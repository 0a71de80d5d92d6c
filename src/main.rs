use std::path::PathBuf;
use std::sync::Arc;

use anyhow::Context;
use clap::{Parser, Subcommand};
use sqlx::postgres::PgPoolOptions;
use sqlx::PgPool;
use tracing::info;
use tracing_subscriber::EnvFilter;
use uuid::Uuid;

mod aggregator;
mod analytics;
mod api;
mod classifier;
mod config;
mod db;
mod error;
mod import;
mod models;
mod report;
mod scoring;
mod store;
mod validate;

use crate::aggregator::Aggregator;
use crate::classifier::{Classifier, HttpClassifier};
use crate::config::Config;
use crate::db::PgStore;
use crate::store::FeedbackStore;

#[derive(Parser)]
#[command(name = "course-feedback")]
#[command(about = "Course feedback collection with per-section sentiment scoring", long_about = None)]
struct Cli {
    #[command(subcommand)]
    command: Commands,
}

#[derive(Subcommand)]
enum Commands {
    /// Create or upgrade the database schema
    InitDb,
    /// Load a few example courses
    Seed,
    /// Serve the HTTP API
    Serve,
    /// Create a course
    AddCourse {
        #[arg(long)]
        name: String,
    },
    /// List courses with their feedback counts
    Courses,
    /// Classify a single text with the external classifier
    Classify {
        #[arg(long)]
        text: String,
    },
    /// Submit feedback rows from a CSV file through the full pipeline
    Import {
        #[arg(long)]
        csv: PathBuf,
    },
    /// Generate a markdown analytics report for one course
    Report {
        #[arg(long)]
        course: Uuid,
        #[arg(long, default_value = "report.md")]
        out: PathBuf,
    },
    /// List feedback records that were saved but never linked to a course
    Reconcile,
}

#[tokio::main]
async fn main() -> anyhow::Result<()> {
    init_logging();

    let cli = Cli::parse();
    let config = Config::from_env()?;

    match cli.command {
        Commands::Classify { text } => classify(&config, &text).await,
        command => {
            let pool = connect(&config).await?;
            let result = run(command, &config, &pool).await;
            pool.close().await;
            result
        }
    }
}

async fn connect(config: &Config) -> anyhow::Result<PgPool> {
    PgPoolOptions::new()
        .max_connections(config.db_max_connections)
        .connect(config.database_url()?)
        .await
        .context("failed to connect to Postgres")
}

fn init_logging() {
    let env_filter = EnvFilter::try_from_env("LOG_LEVEL")
        .unwrap_or_else(|_| EnvFilter::new("course_feedback=info,tower_http=info"));
    tracing_subscriber::fmt()
        .with_env_filter(env_filter)
        .with_target(true)
        .init();
}

fn http_classifier(config: &Config) -> anyhow::Result<Arc<dyn Classifier>> {
    let classifier = HttpClassifier::new(config.classifier_url()?, config.classifier_timeout)
        .context("failed to build classifier client")?;
    Ok(Arc::new(classifier))
}

async fn classify(config: &Config, text: &str) -> anyhow::Result<()> {
    let sentiment = http_classifier(config)?.classify(text).await?;
    println!("{sentiment}");
    Ok(())
}

async fn run(command: Commands, config: &Config, pool: &PgPool) -> anyhow::Result<()> {
    let store: Arc<dyn FeedbackStore> = Arc::new(PgStore::new(pool.clone()));

    match command {
        Commands::InitDb => {
            db::init_db(pool).await?;
            println!("Schema ready.");
        }
        Commands::Seed => {
            let inserted = db::seed(pool).await?;
            println!("Seed data inserted ({inserted} new courses).");
        }
        Commands::Serve => {
            let state = api::AppState::new(http_classifier(config)?, store);
            let listener = tokio::net::TcpListener::bind(config.bind_address())
                .await
                .with_context(|| format!("failed to bind {}", config.bind_address()))?;
            info!(address = %config.bind_address(), "serving course feedback API");
            axum::serve(listener, api::router(state))
                .with_graceful_shutdown(shutdown_signal())
                .await
                .context("server crashed")?;
        }
        Commands::AddCourse { name } => {
            let course = store.create_course(&name).await?;
            println!("Created course {} ({}).", course.course_name, course.id);
        }
        Commands::Courses => {
            let courses = store.list_courses().await?;
            if courses.is_empty() {
                println!("No courses yet.");
                return Ok(());
            }
            for course in courses {
                println!(
                    "- {} ({}) with {} feedback records",
                    course.course_name,
                    course.id,
                    course.feedback.len()
                );
            }
        }
        Commands::Classify { text } => classify(config, &text).await?,
        Commands::Import { csv } => {
            let aggregator = Aggregator::new(http_classifier(config)?, store);
            let file = std::fs::File::open(&csv)
                .with_context(|| format!("failed to open {}", csv.display()))?;
            let summary = import::import_csv(&aggregator, file).await;
            println!(
                "Submitted {} feedback rows from {}.",
                summary.submitted,
                csv.display()
            );
            for (row, err) in &summary.failed {
                println!("- row {row} rejected ({}): {err}", err.kind());
            }
        }
        Commands::Report { course, out } => {
            let found = store
                .find_course(course)
                .await?
                .with_context(|| format!("course {course} not found"))?;
            let records = store.course_feedback(course).await?;
            let analytics = analytics::summarize(course, &records);
            let report = report::build_report(&found, &analytics, &records);
            std::fs::write(&out, report)?;
            println!("Report written to {}.", out.display());
        }
        Commands::Reconcile => {
            let orphans = store.unlinked_feedback().await?;
            if orphans.is_empty() {
                println!("Every feedback record is linked to a course.");
                return Ok(());
            }
            println!("{} feedback records are not linked to any course:", orphans.len());
            for record in orphans {
                println!(
                    "- {} saved {} (overall {})",
                    record.id, record.timestamp, record.overall_sentiment
                );
            }
        }
    }

    Ok(())
}

async fn shutdown_signal() {
    if let Err(err) = tokio::signal::ctrl_c().await {
        tracing::error!(error = %err, "failed to listen for shutdown signal");
        std::future::pending::<()>().await;
    }
    info!("shutdown signal received");
}

#[cfg(test)]
mod tests {
    use axum::routing::post;
    use axum::{Json, Router};
    use serde_json::json;

    use super::*;

    #[tokio::test]
    async fn classify_runs_without_a_database() {
        let app = Router::new().route(
            "/analyze_feedback",
            post(|| async { Json(json!({ "sentiment": "happy" })) }),
        );
        let listener = tokio::net::TcpListener::bind("127.0.0.1:0").await.unwrap();
        let addr = listener.local_addr().unwrap();
        tokio::spawn(async move { axum::serve(listener, app).await.unwrap() });

        let config = Config::from_lookup(|key| {
            (key == "CLASSIFIER_URL").then(|| format!("http://{addr}/analyze_feedback"))
        })
        .unwrap();
        assert!(config.database_url().is_err());

        classify(&config, "the labs were great").await.unwrap();
    }
}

▶ **Exercise**
Your answer should be the exact lines above from the one with "let config = Config::from_env()?;" through the one with "axum::serve(listener, api::router(state))", both included, and nothing besides.

▶ **Response to this exercise**
    let config = Config::from_env()?;

    match cli.command {
        Commands::Classify { text } => classify(&config, &text).await,
        command => {
            let pool = connect(&config).await?;
            let result = run(command, &config, &pool).await;
            pool.close().await;
            result
        }
    }
}

async fn connect(config: &Config) -> anyhow::Result<PgPool> {
    PgPoolOptions::new()
        .max_connections(config.db_max_connections)
        .connect(config.database_url()?)
        .await
        .context("failed to connect to Postgres")
}

fn init_logging() {
    let env_filter = EnvFilter::try_from_env("LOG_LEVEL")
        .unwrap_or_else(|_| EnvFilter::new("course_feedback=info,tower_http=info"));
    tracing_subscriber::fmt()
        .with_env_filter(env_filter)
        .with_target(true)
        .init();
}

fn http_classifier(config: &Config) -> anyhow::Result<Arc<dyn Classifier>> {
    let classifier = HttpClassifier::new(config.classifier_url()?, config.classifier_timeout)
        .context("failed to build classifier client")?;
    Ok(Arc::new(classifier))
}

async fn classify(config: &Config, text: &str) -> anyhow::Result<()> {
    let sentiment = http_classifier(config)?.classify(text).await?;
    println!("{sentiment}");
    Ok(())
}

async fn run(command: Commands, config: &Config, pool: &PgPool) -> anyhow::Result<()> {
    let store: Arc<dyn FeedbackStore> = Arc::new(PgStore::new(pool.clone()));

    match command {
        Commands::InitDb => {
            db::init_db(pool).await?;
            println!("Schema ready.");
        }
        Commands::Seed => {
            let inserted = db::seed(pool).await?;
            println!("Seed data inserted ({inserted} new courses).");
        }
        Commands::Serve => {
            let state = api::AppState::new(http_classifier(config)?, store);
            let listener = tokio::net::TcpListener::bind(config.bind_address())
                .await
                .with_context(|| format!("failed to bind {}", config.bind_address()))?;
            info!(address = %config.bind_address(), "serving course feedback API");
            axum::serve(listener, api::router(state))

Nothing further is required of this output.